> [Exercise directions]:
Copy whichever lines of the data hold the word "fires".

Provided entries Block Start

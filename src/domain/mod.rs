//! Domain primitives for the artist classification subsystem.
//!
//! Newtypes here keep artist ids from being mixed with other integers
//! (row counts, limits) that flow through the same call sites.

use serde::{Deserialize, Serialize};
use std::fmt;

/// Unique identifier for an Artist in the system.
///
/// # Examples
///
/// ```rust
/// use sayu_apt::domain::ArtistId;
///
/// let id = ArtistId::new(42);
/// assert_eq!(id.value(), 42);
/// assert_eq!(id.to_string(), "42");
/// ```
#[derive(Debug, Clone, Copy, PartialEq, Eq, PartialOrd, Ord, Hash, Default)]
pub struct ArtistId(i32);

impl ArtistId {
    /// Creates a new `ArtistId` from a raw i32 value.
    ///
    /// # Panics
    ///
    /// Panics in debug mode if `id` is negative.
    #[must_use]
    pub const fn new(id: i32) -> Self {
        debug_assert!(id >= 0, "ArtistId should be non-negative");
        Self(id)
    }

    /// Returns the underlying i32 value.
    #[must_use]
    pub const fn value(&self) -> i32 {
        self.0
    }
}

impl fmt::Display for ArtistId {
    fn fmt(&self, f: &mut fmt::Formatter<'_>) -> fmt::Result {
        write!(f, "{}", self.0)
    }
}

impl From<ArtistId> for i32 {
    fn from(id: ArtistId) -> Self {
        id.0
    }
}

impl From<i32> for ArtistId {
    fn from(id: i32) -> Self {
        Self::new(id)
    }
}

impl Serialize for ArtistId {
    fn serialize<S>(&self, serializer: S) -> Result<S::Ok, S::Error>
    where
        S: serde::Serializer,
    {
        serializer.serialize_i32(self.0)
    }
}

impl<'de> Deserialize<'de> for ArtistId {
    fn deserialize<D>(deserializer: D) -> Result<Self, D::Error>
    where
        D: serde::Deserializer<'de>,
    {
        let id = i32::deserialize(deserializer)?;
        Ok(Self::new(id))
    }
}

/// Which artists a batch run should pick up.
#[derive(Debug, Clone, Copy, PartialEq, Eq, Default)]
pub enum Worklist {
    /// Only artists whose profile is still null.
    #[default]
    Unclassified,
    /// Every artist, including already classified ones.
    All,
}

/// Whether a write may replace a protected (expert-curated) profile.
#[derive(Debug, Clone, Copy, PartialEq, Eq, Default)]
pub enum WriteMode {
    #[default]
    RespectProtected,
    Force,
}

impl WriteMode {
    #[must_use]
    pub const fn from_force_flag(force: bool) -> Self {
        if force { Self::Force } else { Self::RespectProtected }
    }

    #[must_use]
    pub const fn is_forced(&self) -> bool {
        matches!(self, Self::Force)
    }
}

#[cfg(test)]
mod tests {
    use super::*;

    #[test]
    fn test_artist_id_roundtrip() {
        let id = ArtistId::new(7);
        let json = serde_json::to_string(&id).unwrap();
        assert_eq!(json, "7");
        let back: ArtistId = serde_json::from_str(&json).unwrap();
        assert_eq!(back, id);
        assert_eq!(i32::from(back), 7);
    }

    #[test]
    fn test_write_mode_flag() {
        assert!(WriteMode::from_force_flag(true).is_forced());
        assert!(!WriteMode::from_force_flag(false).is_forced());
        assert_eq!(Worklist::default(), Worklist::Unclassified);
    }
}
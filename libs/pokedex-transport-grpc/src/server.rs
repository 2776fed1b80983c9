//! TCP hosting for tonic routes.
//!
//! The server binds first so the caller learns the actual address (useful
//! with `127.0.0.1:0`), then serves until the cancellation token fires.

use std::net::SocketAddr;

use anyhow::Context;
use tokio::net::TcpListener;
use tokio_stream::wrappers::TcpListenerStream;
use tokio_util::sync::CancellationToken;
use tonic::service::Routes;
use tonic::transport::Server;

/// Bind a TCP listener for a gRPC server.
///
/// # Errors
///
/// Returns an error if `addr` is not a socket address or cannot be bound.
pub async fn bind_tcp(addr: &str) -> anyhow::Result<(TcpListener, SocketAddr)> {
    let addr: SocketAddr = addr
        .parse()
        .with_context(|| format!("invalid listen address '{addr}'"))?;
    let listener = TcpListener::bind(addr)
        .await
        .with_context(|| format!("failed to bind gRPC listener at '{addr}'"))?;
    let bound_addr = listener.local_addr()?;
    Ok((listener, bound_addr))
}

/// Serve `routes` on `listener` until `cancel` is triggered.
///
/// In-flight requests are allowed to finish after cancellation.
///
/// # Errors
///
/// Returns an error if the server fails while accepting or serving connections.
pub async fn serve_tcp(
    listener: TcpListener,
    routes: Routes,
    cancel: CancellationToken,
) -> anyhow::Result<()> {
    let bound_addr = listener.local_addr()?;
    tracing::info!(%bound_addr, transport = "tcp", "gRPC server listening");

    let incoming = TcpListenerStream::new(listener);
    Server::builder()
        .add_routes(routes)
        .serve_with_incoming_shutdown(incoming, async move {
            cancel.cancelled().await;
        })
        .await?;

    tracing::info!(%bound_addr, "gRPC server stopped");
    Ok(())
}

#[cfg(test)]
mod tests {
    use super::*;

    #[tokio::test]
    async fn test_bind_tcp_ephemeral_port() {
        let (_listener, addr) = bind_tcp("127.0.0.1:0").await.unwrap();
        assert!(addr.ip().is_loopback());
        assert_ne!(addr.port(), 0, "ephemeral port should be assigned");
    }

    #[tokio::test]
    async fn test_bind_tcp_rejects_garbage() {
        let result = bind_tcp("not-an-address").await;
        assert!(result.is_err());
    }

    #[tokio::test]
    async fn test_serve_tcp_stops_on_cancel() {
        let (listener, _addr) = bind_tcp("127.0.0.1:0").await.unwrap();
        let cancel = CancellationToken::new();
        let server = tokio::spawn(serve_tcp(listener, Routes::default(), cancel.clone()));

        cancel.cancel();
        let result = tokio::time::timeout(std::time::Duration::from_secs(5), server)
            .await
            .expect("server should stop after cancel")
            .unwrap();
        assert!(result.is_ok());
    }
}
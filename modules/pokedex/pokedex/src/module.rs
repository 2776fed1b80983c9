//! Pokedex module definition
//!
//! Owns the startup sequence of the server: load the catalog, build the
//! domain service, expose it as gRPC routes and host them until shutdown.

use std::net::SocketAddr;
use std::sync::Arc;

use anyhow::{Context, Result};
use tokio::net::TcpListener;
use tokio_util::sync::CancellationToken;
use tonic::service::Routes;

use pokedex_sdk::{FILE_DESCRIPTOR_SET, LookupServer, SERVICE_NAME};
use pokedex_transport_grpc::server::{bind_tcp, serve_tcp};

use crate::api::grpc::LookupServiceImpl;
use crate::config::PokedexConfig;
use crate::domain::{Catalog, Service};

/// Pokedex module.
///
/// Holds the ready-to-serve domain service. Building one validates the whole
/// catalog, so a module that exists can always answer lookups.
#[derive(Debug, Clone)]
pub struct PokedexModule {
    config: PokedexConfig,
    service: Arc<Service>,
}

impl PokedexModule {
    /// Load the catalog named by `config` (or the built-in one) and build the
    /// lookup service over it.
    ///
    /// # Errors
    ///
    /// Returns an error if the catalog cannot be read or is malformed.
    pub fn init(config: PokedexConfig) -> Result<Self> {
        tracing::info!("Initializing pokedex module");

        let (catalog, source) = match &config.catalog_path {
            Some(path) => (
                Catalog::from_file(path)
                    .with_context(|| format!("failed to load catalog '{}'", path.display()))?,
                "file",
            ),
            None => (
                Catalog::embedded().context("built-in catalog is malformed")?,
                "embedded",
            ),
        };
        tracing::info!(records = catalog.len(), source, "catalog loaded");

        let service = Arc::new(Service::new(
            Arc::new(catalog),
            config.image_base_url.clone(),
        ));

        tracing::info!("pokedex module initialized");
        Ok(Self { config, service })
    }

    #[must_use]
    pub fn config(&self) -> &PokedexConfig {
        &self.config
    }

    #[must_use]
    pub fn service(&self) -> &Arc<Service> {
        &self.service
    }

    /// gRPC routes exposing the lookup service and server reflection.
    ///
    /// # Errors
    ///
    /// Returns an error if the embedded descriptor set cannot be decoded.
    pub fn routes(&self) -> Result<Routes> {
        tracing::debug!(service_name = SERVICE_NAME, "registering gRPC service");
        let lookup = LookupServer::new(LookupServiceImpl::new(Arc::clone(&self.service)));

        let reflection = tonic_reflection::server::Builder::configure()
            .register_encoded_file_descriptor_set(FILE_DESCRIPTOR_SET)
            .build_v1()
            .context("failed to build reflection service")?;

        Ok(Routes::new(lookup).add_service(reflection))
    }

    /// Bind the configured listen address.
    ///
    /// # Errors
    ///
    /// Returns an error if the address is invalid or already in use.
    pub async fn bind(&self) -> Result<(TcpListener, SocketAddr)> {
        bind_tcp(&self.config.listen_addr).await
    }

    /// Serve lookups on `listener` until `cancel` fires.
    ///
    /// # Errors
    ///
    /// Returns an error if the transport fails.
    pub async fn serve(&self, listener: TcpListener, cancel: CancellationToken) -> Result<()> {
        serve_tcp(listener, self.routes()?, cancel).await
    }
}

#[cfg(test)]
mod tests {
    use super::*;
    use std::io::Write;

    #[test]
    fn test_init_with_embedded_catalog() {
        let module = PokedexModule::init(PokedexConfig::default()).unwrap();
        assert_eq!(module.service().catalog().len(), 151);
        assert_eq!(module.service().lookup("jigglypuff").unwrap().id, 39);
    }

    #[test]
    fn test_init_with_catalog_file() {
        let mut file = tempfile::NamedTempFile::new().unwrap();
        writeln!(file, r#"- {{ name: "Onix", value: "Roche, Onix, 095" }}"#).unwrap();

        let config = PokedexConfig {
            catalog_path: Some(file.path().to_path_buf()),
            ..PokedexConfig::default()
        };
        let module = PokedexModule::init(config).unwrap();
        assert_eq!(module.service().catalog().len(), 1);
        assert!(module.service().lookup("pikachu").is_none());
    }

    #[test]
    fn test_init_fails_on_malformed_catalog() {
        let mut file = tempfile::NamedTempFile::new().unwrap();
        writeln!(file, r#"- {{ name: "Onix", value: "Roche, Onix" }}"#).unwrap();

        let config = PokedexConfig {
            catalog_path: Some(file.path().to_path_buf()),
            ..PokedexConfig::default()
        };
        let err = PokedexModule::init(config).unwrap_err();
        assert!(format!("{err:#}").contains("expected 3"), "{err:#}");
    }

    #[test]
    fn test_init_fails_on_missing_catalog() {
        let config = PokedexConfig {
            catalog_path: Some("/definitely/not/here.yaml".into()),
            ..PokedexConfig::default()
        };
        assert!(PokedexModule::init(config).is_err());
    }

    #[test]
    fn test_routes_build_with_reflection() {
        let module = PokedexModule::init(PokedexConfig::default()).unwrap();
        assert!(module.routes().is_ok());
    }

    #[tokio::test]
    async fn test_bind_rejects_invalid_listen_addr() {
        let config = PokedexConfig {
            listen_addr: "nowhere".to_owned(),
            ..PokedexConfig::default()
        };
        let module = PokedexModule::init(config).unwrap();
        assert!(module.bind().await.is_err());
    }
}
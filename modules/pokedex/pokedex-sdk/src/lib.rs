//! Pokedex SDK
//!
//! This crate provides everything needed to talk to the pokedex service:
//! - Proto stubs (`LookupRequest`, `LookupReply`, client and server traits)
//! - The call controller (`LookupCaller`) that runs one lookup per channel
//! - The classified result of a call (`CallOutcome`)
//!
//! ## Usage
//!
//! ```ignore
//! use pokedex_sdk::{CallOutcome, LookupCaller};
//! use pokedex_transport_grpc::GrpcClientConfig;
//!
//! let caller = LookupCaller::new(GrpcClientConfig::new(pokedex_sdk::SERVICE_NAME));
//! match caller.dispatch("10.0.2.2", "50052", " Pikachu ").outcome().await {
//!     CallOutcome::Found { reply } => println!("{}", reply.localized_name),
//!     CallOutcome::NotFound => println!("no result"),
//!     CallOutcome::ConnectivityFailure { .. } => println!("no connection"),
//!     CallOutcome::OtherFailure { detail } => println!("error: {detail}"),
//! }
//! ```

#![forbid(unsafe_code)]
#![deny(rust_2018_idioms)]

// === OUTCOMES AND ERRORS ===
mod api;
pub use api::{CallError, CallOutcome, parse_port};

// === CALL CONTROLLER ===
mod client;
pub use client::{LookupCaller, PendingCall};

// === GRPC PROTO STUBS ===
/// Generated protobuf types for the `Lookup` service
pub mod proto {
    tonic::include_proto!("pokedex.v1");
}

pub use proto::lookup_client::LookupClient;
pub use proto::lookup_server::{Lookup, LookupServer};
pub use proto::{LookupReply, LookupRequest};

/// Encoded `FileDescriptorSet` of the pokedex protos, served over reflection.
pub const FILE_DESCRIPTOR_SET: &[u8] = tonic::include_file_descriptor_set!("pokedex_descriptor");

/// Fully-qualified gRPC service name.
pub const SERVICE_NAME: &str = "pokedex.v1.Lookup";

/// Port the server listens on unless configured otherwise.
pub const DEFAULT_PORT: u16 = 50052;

Provided entries Block End

> [Task solution]:
//! with `127.0.0.1:0`), then serves until the cancellation token fires.
    /// Serve lookups on `listener` until `cancel` fires.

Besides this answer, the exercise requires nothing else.